From “The Hunger Games” to the upcoming “Mad Max: Fury Road,” sci-fi and action films often paint the future as a dreary, post-apocalyptic hellscape. The good news: even in the dystopian future, women are butt-kicking survivors, according to “Mad Max” star Charlize Theron.

“We don’t want to be guys, but in a post-apocalyptic world, we will survive!” Theron told the audience for “Live! With Kelly and Michael” during a Monday morning appearance.

In “Mad Max,” a sequel to the 1979 eponymous Mel Gibson flick, Theron plays Imperator Furiosa, a shaved-headed, one-armed warrior who holds her own with protagonist Mad Max. Theron praised the character as a substantial improvement on traditional roles for women in action movies.

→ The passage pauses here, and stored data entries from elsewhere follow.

impl<S: KeyValueStore, P: PreviewProvider> UiApp<S, P> {
    pub fn new(session: Session<S, P>) -> Self {
        Self {
            session,
            folder_cursor: 0,
            file_cursor: 0,
            prompt: PromptState::default(),
            pending: None,
            status: None,
            focus: FocusTarget::Folders,
            should_quit: false,
        }
    }

    pub fn session(&self) -> &Session<S, P> {
        &self.session
    }

    pub fn should_quit(&self) -> bool {
        self.should_quit
    }

    /// Latest status line text, if any.
    pub fn status_text(&self) -> Option<&str> {
        self.status.as_ref().map(|status| status.text.as_str())
    }

    /// Launch the terminal UI and enter the event loop.
    pub fn run(&mut self) -> Result<()> {
        enable_raw_mode().context("failed to enable raw mode")?;
        let mut stdout = io::stdout();
        execute!(stdout, EnterAlternateScreen).context("failed to enter alternate screen")?;

        let backend = CrosstermBackend::new(stdout);
        let mut terminal = Terminal::new(backend).context("failed to initialize terminal")?;
        terminal.hide_cursor().ok();

        let event_loop_result = self.event_loop(&mut terminal);

        disable_raw_mode().ok();
        let _ = execute!(terminal.backend_mut(), LeaveAlternateScreen);
        let _ = terminal.show_cursor();

        event_loop_result
    }

    fn event_loop(&mut self, terminal: &mut Terminal<CrosstermBackend<io::Stdout>>) -> Result<()> {
        tracing::info!(nodes = self.session.tree().len(), "terminal ui started");
        loop {
            terminal.draw(|frame| self.render(frame))?;
            self.tick();

            if self.should_quit {
                break;
            }

            if event::poll(TICK_RATE)? {
                let ev = event::read()?;
                self.handle_event(ev);
            }
        }
        Ok(())
    }

    /// Draw the whole screen.
    pub fn render(&mut self, frame: &mut Frame<'_>) {
        let size = frame.size();
        let layout = Layout::default()
            .direction(Direction::Vertical)
            .constraints([Constraint::Min(3), Constraint::Length(2)])
            .split(size);

        let main_chunks = Layout::default()
            .direction(Direction::Horizontal)
            .constraints([
                Constraint::Percentage(30),
                Constraint::Percentage(35),
                Constraint::Percentage(35),
            ])
            .split(layout[0]);

        let rows = self.folder_rows();
        self.folder_cursor = clamp_cursor(self.folder_cursor, rows.len());
        FolderTree.render(
            frame,
            main_chunks[0],
            &rows,
            self.folder_cursor,
            self.session.selected_folder_id(),
            self.focus == FocusTarget::Folders,
        );

        let files = self.visible_files();
        let file_cursor = clamp_cursor(self.file_cursor, files.len());
        let view = FileListView {
            title: self.file_list_title(),
            files: &files,
            cursor: file_cursor,
            selected: self.session.selected_file_id(),
            search_term: self.session.search_term(),
            search_active: self.focus == FocusTarget::Search,
            has_focus: matches!(self.focus, FocusTarget::Files | FocusTarget::Search),
        };
        FileList.render(frame, main_chunks[1], &view);

        Preview.render(
            self.session.selected_file(),
            self.session.preview_handle(),
            main_chunks[2],
            frame.buffer_mut(),
        );

        self.render_status(frame, layout[1]);
        Prompt.render(frame, size, &self.prompt);
        self.file_cursor = file_cursor;
    }

    fn render_status(&self, frame: &mut Frame<'_>, area: Rect) {
        let block = Block::default().borders(Borders::TOP);
        frame.render_widget(block.clone(), area);
        let inner = block.inner(area);

        let line = match &self.status {
            Some(status) => {
                let style = match status.level {
                    StatusLevel::Info => Style::default().fg(Color::Gray),
                    StatusLevel::Success => Style::default().fg(Color::Green),
                    StatusLevel::Error => Style::default().fg(Color::Red),
                };
                Line::styled(status.text.clone(), style)
            }
            None => hints(),
        };
        frame.render_widget(Paragraph::new(line).wrap(Wrap { trim: true }), inner);
    }

    fn tick(&mut self) {
        if let Some(status) = &self.status
            && status.is_expired()
        {
            self.status = None;
        }
    }

    fn handle_event(&mut self, event: Event) {
        if let Event::Key(key) = event
            && key.kind != KeyEventKind::Release
        {
            self.handle_key_event(key);
        }
    }

    /// Route one key press.
    pub fn handle_key_event(&mut self, key: KeyEvent) {
        if key.modifiers.contains(KeyModifiers::CONTROL)
            && matches!(key.code, KeyCode::Char('c') | KeyCode::Char('q'))
        {
            self.should_quit = true;
            return;
        }

        if self.prompt.is_open() {
            self.handle_prompt_key(key);
            return;
        }
        if self.focus == FocusTarget::Search {
            self.handle_search_key(key);
            return;
        }

        match key.code {
            KeyCode::Char('q') => self.should_quit = true,
            KeyCode::Tab => {
                self.focus = match self.focus {
                    FocusTarget::Folders => FocusTarget::Files,
                    _ => FocusTarget::Folders,
                };
            }
            KeyCode::Char('/') => self.focus = FocusTarget::Search,
            KeyCode::Char('n') => {
                let parent = self.session.selected_folder().id.clone();
                self.pending = Some(PendingAction::CreateFolder { parent });
                let initial = self.session.new_folder_name().to_owned();
                self.prompt.open_input("Folder name", initial);
            }
            KeyCode::Char('u') => {
                let folder = self.session.selected_folder().id.clone();
                self.pending = Some(PendingAction::Upload { folder });
                self.prompt.open_input("Path to PDF", "");
            }
            KeyCode::Char('r') => {
                if let Some((id, name)) = self.focused_node() {
                    self.pending = Some(PendingAction::Rename { id });
                    self.prompt.open_input("New name", name);
                }
            }
            KeyCode::Char('d') => {
                if let Some((id, _)) = self.focused_node() {
                    self.pending = Some(PendingAction::Delete { id });
                    self.prompt.open_confirm(DELETE_CONFIRMATION);
                }
            }
            KeyCode::Char('c') => self.session.clear_preview(),
            _ => match self.focus {
                FocusTarget::Folders => self.handle_folder_key(key),
                FocusTarget::Files => self.handle_file_key(key),
                FocusTarget::Search => {}
            },
        }
    }

    fn handle_folder_key(&mut self, key: KeyEvent) {
        let rows = self.folder_rows();
        match key.code {
            KeyCode::Char('j') | KeyCode::Down => {
                if self.folder_cursor + 1 < rows.len() {
                    self.folder_cursor += 1;
                }
            }
            KeyCode::Char('k') | KeyCode::Up => {
                self.folder_cursor = self.folder_cursor.saturating_sub(1);
            }
            KeyCode::Char('h') | KeyCode::Left => {
                if let Some(row) = rows.get(self.folder_cursor)
                    && row.expanded
                {
                    self.session.toggle_folder(row.id.as_str());
                }
            }
            KeyCode::Char('l') | KeyCode::Right => {
                if let Some(row) = rows.get(self.folder_cursor)
                    && !row.expanded
                {
                    self.session.toggle_folder(row.id.as_str());
                }
            }
            KeyCode::Enter | KeyCode::Char(' ') => {
                if let Some(row) = rows.get(self.folder_cursor) {
                    self.session.select_folder(row.id.as_str());
                    self.session.toggle_folder(row.id.as_str());
                    self.file_cursor = 0;
                }
            }
            _ => {}
        }
    }

    fn handle_file_key(&mut self, key: KeyEvent) {
        let count = self.visible_files().len();
        match key.code {
            KeyCode::Char('j') | KeyCode::Down => {
                if self.file_cursor + 1 < count {
                    self.file_cursor += 1;
                }
            }
            KeyCode::Char('k') | KeyCode::Up => {
                self.file_cursor = self.file_cursor.saturating_sub(1);
            }
            KeyCode::Enter => {
                let target = self
                    .visible_files()
                    .get(self.file_cursor)
                    .map(|file| file.id.clone());
                if let Some(id) = target {
                    match self.session.select_file(id.as_str()) {
                        Ok(()) if self.session.preview_handle().is_none() => {
                            self.set_status(StatusLevel::Info, "No stored content to preview");
                        }
                        Ok(()) => {}
                        Err(err) => self.set_status(StatusLevel::Error, err.to_string()),
                    }
                }
            }
            KeyCode::Esc => self.focus = FocusTarget::Folders,
            _ => {}
        }
    }

    fn handle_search_key(&mut self, key: KeyEvent) {
        match key.code {
            KeyCode::Esc => {
                self.session.set_search_term("");
                self.focus = FocusTarget::Folders;
            }
            KeyCode::Enter => {
                self.file_cursor = 0;
                self.focus = FocusTarget::Files;
            }
            KeyCode::Backspace => {
                let mut term = self.session.search_term().to_owned();
                term.pop();
                self.session.set_search_term(term);
                self.file_cursor = 0;
            }
            KeyCode::Char(ch) => {
                if !key
                    .modifiers
                    .intersects(KeyModifiers::CONTROL | KeyModifiers::ALT)
                {
                    let term = format!("{}{ch}", self.session.search_term());
                    self.session.set_search_term(term);
                    self.file_cursor = 0;
                }
            }
            _ => {}
        }
    }

    fn handle_prompt_key(&mut self, key: KeyEvent) {
        match self.prompt.kind() {
            PromptKind::Input => match key.code {
                KeyCode::Esc => self.cancel_prompt(),
                KeyCode::Enter => {
                    let answer = self.prompt.take_input();
                    self.prompt.close();
                    if let Some(action) = self.pending.take() {
                        self.apply(action, Some(answer));
                    }
                }
                KeyCode::Backspace => self.prompt.pop_char(),
                KeyCode::Char(ch) => {
                    if !key
                        .modifiers
                        .intersects(KeyModifiers::CONTROL | KeyModifiers::ALT)
                    {
                        self.prompt.push_char(ch);
                    }
                }
                _ => {}
            },
            PromptKind::Confirm => match key.code {
                KeyCode::Char('y') | KeyCode::Char('Y') => {
                    self.prompt.close();
                    if let Some(action) = self.pending.take() {
                        self.apply(action, None);
                    }
                }
                KeyCode::Char('n') | KeyCode::Esc => self.cancel_prompt(),
                _ => {}
            },
        }
    }

    fn cancel_prompt(&mut self) {
        self.prompt.close();
        self.pending = None;
    }

    fn apply(&mut self, action: PendingAction, answer: Option<String>) {
        let answer = answer.unwrap_or_default();
        match action {
            PendingAction::CreateFolder { parent } => {
                if answer.is_empty() {
                    return;
                }
                let result = self.session.create_folder(parent.as_str(), &answer);
                self.report(result, || format!("Created folder {answer}"));
            }
            PendingAction::Upload { folder } => {
                let path = PathBuf::from(answer.trim());
                if path.as_os_str().is_empty() {
                    return;
                }
                let request = match UploadRequest::from_path(&path, None) {
                    Ok(request) => request,
                    Err(err) => {
                        self.set_status(StatusLevel::Error, format!("{err:#}"));
                        return;
                    }
                };
                let name = request.name.clone();
                let result = self.session.upload(request, folder.as_str());
                self.report(result, || format!("Uploaded {name}"));
            }
            PendingAction::Rename { id } => {
                if answer.is_empty() {
                    return;
                }
                let result = self.session.rename(id.as_str(), &answer);
                self.report(result, || format!("Renamed to {answer}"));
            }
            PendingAction::Delete { id } => {
                let result = self.session.delete(id.as_str());
                self.report(result, || "Deleted".to_owned());
            }
        }
    }

    /// Surface the outcome of a session operation on the status line.
    fn report<T>(
        &mut self,
        result: Result<T, SessionError>,
        success: impl FnOnce() -> String,
    ) {
        match result {
            Ok(_) => {
                if let Some(err) = self.session.last_persist_error() {
                    let text = format!("Not saved: {err}");
                    self.set_status(StatusLevel::Error, text);
                } else {
                    self.set_status(StatusLevel::Success, success());
                }
            }
            Err(err) => self.set_status(StatusLevel::Error, err.to_string()),
        }
    }

    /// The node under the cursor of the focused panel.
    fn focused_node(&self) -> Option<(NodeId, String)> {
        match self.focus {
            FocusTarget::Folders => self
                .folder_rows()
                .into_iter()
                .nth(self.folder_cursor)
                .map(|row| (row.id, row.name)),
            FocusTarget::Files | FocusTarget::Search => self
                .visible_files()
                .get(self.file_cursor)
                .map(|file| (file.id.clone(), file.name.clone())),
        }
    }

    fn folder_rows(&self) -> Vec<FolderRow> {
        folder_rows(self.session.tree(), |id| self.session.is_expanded(id))
    }

    fn visible_files(&self) -> Vec<&FileNode> {
        if self.session.search_term().trim().is_empty() {
            self.session.selected_folder().files().collect()
        } else {
            self.session.search_results()
        }
    }

    fn file_list_title(&self) -> String {
        if self.session.search_term().trim().is_empty() {
            format!("Files · {}", self.session.selected_folder().name)
        } else {
            "Search results".to_owned()
        }
    }

    fn set_status(&mut self, level: StatusLevel, message: impl Into<String>) {
        self.status = Some(StatusMessage::new(level, message.into()));
    }
}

“I’ve always wanted to explore the genre a little bit more, especially because I think it’s such a misconception that women don’t like the genre, or that they don’t want to go and see these movies,” Theron said, according to The Guardian. “I just feel like women have been so misrepresented in these films — why do we have to go and see the genre every single time with the girl in the back of the frame in a push-up bra? Why isn’t there a girl that’s standing on the same playing field with the guys?”

Calls for more women directing, writing and leading films of all genres have grown louder in recent years. Women-led franchises like “The Hunger Games” have shown that leading ladies in strong roles can also be a box office powerhouse.

“There’s something really, really nice about playing this woman who is a woman, first of all, but is a rogue warrior just like Max, and can fight just as well as Max with one arm,” Theron noted.

(And if that’s Theron’s hint for someone to make a one-armed Furiosa action figure, we know of some people who would be really into that.)